IW-Chef warnt: SPD-Pläne zur Erbschaftsteuer gefährden Familienbetriebe und Wirtschaftswachstum
Rolf-Peter ScheelIW-Chef warnt: SPD-Pläne zur Erbschaftsteuer gefährden Familienbetriebe und Wirtschaftswachstum
Michael Hüther, Direktor des Instituts der deutschen Wirtschaft (IW), hat die jüngsten Pläne der SPD zur Erbschaftsteuer scharf kritisiert. Seine Warnungen gelten vor allem den möglichen negativen Folgen für mittelständische Familienunternehmen und die Gesamtwirtschaft. Hüther forderte zudem umfassende Steuerreformen, um das Wachstum zu fördern und zu verhindern, dass Unternehmen Deutschland den Rücken kehren.
Hüther argumentierte, dass der SPD-Vorschlag, eine Freigrenze von fünf Millionen Euro für UnternehmensErben festzulegen, Familienbetriebe stark belasten würde. Viele mittelgroße Unternehmen müssten demnach mit deutlichen Steuererhöhungen rechnen, so der Ökonom. Er betonte, dass ein solcher Schritt die Attraktivität Deutschlands als Wirtschaftsstandort weiter schwächen könnte.
Über die Erbschaftsteuer hinaus drängte Hüther die Bundesregierung, schnell bei der Unternehmensbesteuerung zu handeln. Er empfahl, die Körperschaftsteuer noch vor 2028 zu senken und den Solidaritätszuschlag abzuschaffen. Diese Maßnahmen würden, so Hüther, die finanzielle Belastung der Unternehmen verringern und Investitionen anregen. Der Wirtschaftsexperte äußerte zudem grundsätzliche Bedenken zur wirtschaftlichen Entwicklung: Zwar prognostiziere er für Deutschland 2023 ein Wachstum von einem Prozent, doch die Steuerpläne der SPD könnten die Abwanderung von Unternehmen und Arbeitsplätzen beschleunigen. Stattdessen plädierte er für weitreichende Steuersenkungen, die allen Steuerzahlern – und nicht nur einzelnen Gruppen – zugutekommen.

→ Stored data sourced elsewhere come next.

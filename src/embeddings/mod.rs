pub mod openai;

use async_trait::async_trait;

use crate::error::Result;

pub use openai::OpenAIEmbedder;

/// Text embedding model.
#[async_trait]
pub trait Embedder: Send + Sync {
    /// Embed a search query. Implementations may cache.
    async fn embed_query(&self, text: &str) -> Result<Vec<f32>>;

    /// Embed many texts, returning one vector per input in order.
    async fn embed_batch(&self, texts: Vec<String>) -> Result<Vec<Vec<f32>>>;
}
use serde::{Deserialize, Serialize};
use std::collections::VecDeque;
use std::sync::{Mutex, MutexGuard};

/// One answered question.
#[derive(Debug, Clone, PartialEq, Serialize, Deserialize)]
pub struct Exchange {
    pub question: String,
    pub answer: String,
}

/// The last few exchanges of the conversation, oldest first.
pub struct ConversationMemory {
    capacity: usize,
    exchanges: Mutex<VecDeque<Exchange>>,
}

impl ConversationMemory {
    pub fn new(capacity: usize) -> Self {
        let capacity = capacity.max(1);
        Self {
            capacity,
            exchanges: Mutex::new(VecDeque::with_capacity(capacity)),
        }
    }

    fn lock(&self) -> MutexGuard<'_, VecDeque<Exchange>> {
        self.exchanges.lock().unwrap_or_else(|poisoned| poisoned.into_inner())
    }

    /// Record an exchange, evicting the oldest when full.
    pub fn add(&self, question: impl Into<String>, answer: impl Into<String>) {
        let mut exchanges = self.lock();
        if exchanges.len() == self.capacity {
            exchanges.pop_front();
        }
        exchanges.push_back(Exchange {
            question: question.into(),
            answer: answer.into(),
        });
    }

    pub fn entries(&self) -> Vec<Exchange> {
        self.lock().iter().cloned().collect()
    }

    /// Retained exchanges as `Q: ...` / `A: ...` lines.
    pub fn context(&self) -> String {
        self.lock()
            .iter()
            .map(|e| format!("Q: {}\nA: {}", e.question, e.answer))
            .collect::<Vec<_>>()
            .join("\n")
    }

    pub fn capacity(&self) -> usize {
        self.capacity
    }
}
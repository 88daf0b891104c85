use chrono::{DateTime, Utc};
use rusqlite::{params, OptionalExtension};

use super::{IndexEntry, VectorIndex};
use crate::db::Db;
use crate::error::{AskragError, Result};

/// Encode an embedding as little-endian f32 bytes.
fn encode_embedding(embedding: &[f32]) -> Vec<u8> {
    embedding.iter().flat_map(|f| f.to_le_bytes()).collect()
}

/// Decode a little-endian f32 blob. `None` if the length is not a multiple of 4.
fn parse_embedding(blob: &[u8]) -> Option<Vec<f32>> {
    if blob.len() % 4 != 0 {
        return None;
    }
    blob.chunks_exact(4)
        .map(|bytes| bytes.try_into().ok().map(f32::from_le_bytes))
        .collect()
}

/// Persist `index` as the only active index, replacing whatever was stored.
pub async fn save_index(db: &Db, index: &VectorIndex) -> Result<()> {
    let id = index.id().to_string();
    let filename = index.filename().to_string();
    let source_hash = index.source_hash().to_string();
    let created_at = index.created_at().to_rfc3339();
    let rows: Vec<(String, Vec<u8>)> = index
        .entries()
        .iter()
        .map(|e| (e.content.clone(), encode_embedding(&e.embedding)))
        .collect();

    db.with_connection(move |conn| {
        let tx = conn.transaction()?;
        tx.execute("DELETE FROM index_chunks", [])?;
        tx.execute("DELETE FROM indexes", [])?;
        tx.execute(
            "INSERT INTO indexes (index_id, filename, source_hash, chunk_count, created_at)
             VALUES (?1, ?2, ?3, ?4, ?5)",
            params![id, filename, source_hash, rows.len() as i64, created_at],
        )?;
        {
            let mut stmt = tx.prepare(
                "INSERT INTO index_chunks (index_id, position, content, embedding)
                 VALUES (?1, ?2, ?3, ?4)",
            )?;
            for (position, (content, blob)) in rows.iter().enumerate() {
                stmt.execute(params![id, position as i64, content, blob])?;
            }
        }
        tx.commit()?;
        Ok(())
    })
    .await?;

    log::info!("Persisted index {} ({} chunks)", index.id(), index.len());
    Ok(())
}

/// Load the active index, if one has been saved.
pub async fn load_active_index(db: &Db) -> Result<Option<VectorIndex>> {
    db.with_connection(|conn| {
        let header = conn
            .query_row(
                "SELECT index_id, filename, source_hash, created_at FROM indexes
                 ORDER BY created_at DESC LIMIT 1",
                [],
                |row| {
                    Ok((
                        row.get::<_, String>(0)?,
                        row.get::<_, String>(1)?,
                        row.get::<_, String>(2)?,
                        row.get::<_, String>(3)?,
                    ))
                },
            )
            .optional()?;

        let Some((id, filename, source_hash, created_at)) = header else {
            return Ok(None);
        };

        let created_at = DateTime::parse_from_rfc3339(&created_at)
            .map(|t| t.with_timezone(&Utc))
            .map_err(|e| AskragError::Parse(format!("Invalid index timestamp: {}", e)))?;

        let mut stmt = conn.prepare(
            "SELECT content, embedding FROM index_chunks WHERE index_id = ?1 ORDER BY position",
        )?;
        let rows = stmt
            .query_map(params![id], |row| {
                Ok((row.get::<_, String>(0)?, row.get::<_, Vec<u8>>(1)?))
            })?
            .collect::<std::result::Result<Vec<_>, _>>()?;

        let entries = rows
            .into_iter()
            .map(|(content, blob)| {
                parse_embedding(&blob)
                    .map(|embedding| IndexEntry { content, embedding })
                    .ok_or_else(|| AskragError::Parse("Corrupt embedding blob".to_string()))
            })
            .collect::<Result<Vec<_>>>()?;

        VectorIndex::from_parts(id, filename, source_hash, created_at, entries).map(Some)
    })
    .await
}

#[cfg(test)]
mod tests {
    use super::*;
    use tempfile::TempDir;

    async fn test_db(temp_dir: &TempDir) -> Db {
        let db = Db::new(temp_dir.path().join("askrag.db"));
        db.init_schema().await.unwrap();
        db
    }

    fn sample(filename: &str) -> VectorIndex {
        VectorIndex::build(
            filename,
            "hash",
            vec!["first".to_string(), "second".to_string()],
            vec![vec![0.25, -1.5], vec![3.0, 0.0]],
        )
        .unwrap()
    }

    #[test]
    fn test_parse_embedding() {
        let blob = encode_embedding(&[1.0, -2.5, 0.125]);
        assert_eq!(blob.len(), 12);
        assert_eq!(parse_embedding(&blob), Some(vec![1.0, -2.5, 0.125]));
        assert_eq!(parse_embedding(&[0, 1, 2, 3, 4]), None);
        assert_eq!(parse_embedding(&[]), Some(vec![]));
    }

    #[tokio::test]
    async fn test_load_without_saved_index() {
        let temp_dir = TempDir::new().unwrap();
        let db = test_db(&temp_dir).await;

        assert!(load_active_index(&db).await.unwrap().is_none());
    }

    #[tokio::test]
    async fn test_save_then_load() {
        let temp_dir = TempDir::new().unwrap();
        let db = test_db(&temp_dir).await;
        let index = sample("notes.txt");

        save_index(&db, &index).await.unwrap();
        let loaded = load_active_index(&db).await.unwrap().unwrap();

        assert_eq!(loaded.id(), index.id());
        assert_eq!(loaded.filename(), "notes.txt");
        assert_eq!(loaded.entries(), index.entries());
    }

    #[tokio::test]
    async fn test_save_replaces_previous_index() {
        let temp_dir = TempDir::new().unwrap();
        let db = test_db(&temp_dir).await;

        save_index(&db, &sample("old.txt")).await.unwrap();
        let newer = sample("new.txt");
        save_index(&db, &newer).await.unwrap();

        let loaded = load_active_index(&db).await.unwrap().unwrap();
        assert_eq!(loaded.id(), newer.id());

        let chunk_rows: i64 = db
            .with_connection(|conn| {
                Ok(conn.query_row("SELECT COUNT(*) FROM index_chunks", [], |row| row.get(0))?)
            })
            .await
            .unwrap();
        assert_eq!(chunk_rows, 2);
    }
}
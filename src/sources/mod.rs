//! External answer sources the router talks to.
//!
//! The router only depends on these traits; the concrete HTTP and vector-index
//! implementations live in the submodules.

pub mod generation;
pub mod retrieval;
pub mod wikipedia;

use async_trait::async_trait;
use serde::{Deserialize, Serialize};

use crate::error::Result;

pub use generation::ChatCompletionsClient;
pub use retrieval::VectorRetriever;
pub use wikipedia::WikipediaClient;

/// One retrieved text passage.
#[derive(Debug, Clone, PartialEq, Serialize, Deserialize)]
pub struct Passage {
    pub content: String,
}

impl Passage {
    pub fn new(content: impl Into<String>) -> Self {
        Self { content: content.into() }
    }
}

/// Similarity search over the user's documents.
#[async_trait]
pub trait Retriever: Send + Sync {
    /// Return up to `k` passages, most similar first. An empty result is valid.
    async fn similarity_search(&self, query: &str, k: usize) -> Result<Vec<Passage>>;
}

/// Text generation by a language model.
#[async_trait]
pub trait Generator: Send + Sync {
    /// Complete a single-turn prompt.
    async fn complete(&self, prompt: &str) -> Result<String>;

    /// Provider label reported in traces (e.g. "huggingface").
    fn provider(&self) -> &str;

    /// Model name reported in traces.
    fn model(&self) -> &str;
}

/// Short factual summaries by topic.
#[async_trait]
pub trait Encyclopedia: Send + Sync {
    /// Summarize `topic` in at most `sentences` sentences, or `None` if no page matches.
    async fn summarize(&self, topic: &str, sentences: usize) -> Result<Option<String>>;
}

Hüthers Kritik unterstreicht die Risiken, die die SPD-Pläne zur Erbschaftsteuerreform für Familienbetriebe und die wirtschaftliche Stabilität bergen. Seine Vorschläge zur Senkung der Unternehmenssteuern und zur Abschaffung des Soli zielen darauf ab, die Wettbewerbsfähigkeit Deutschlands zu stärken. Nun wird sich zeigen, ob die Regierung diese Empfehlungen noch vor 2028 umsetzt.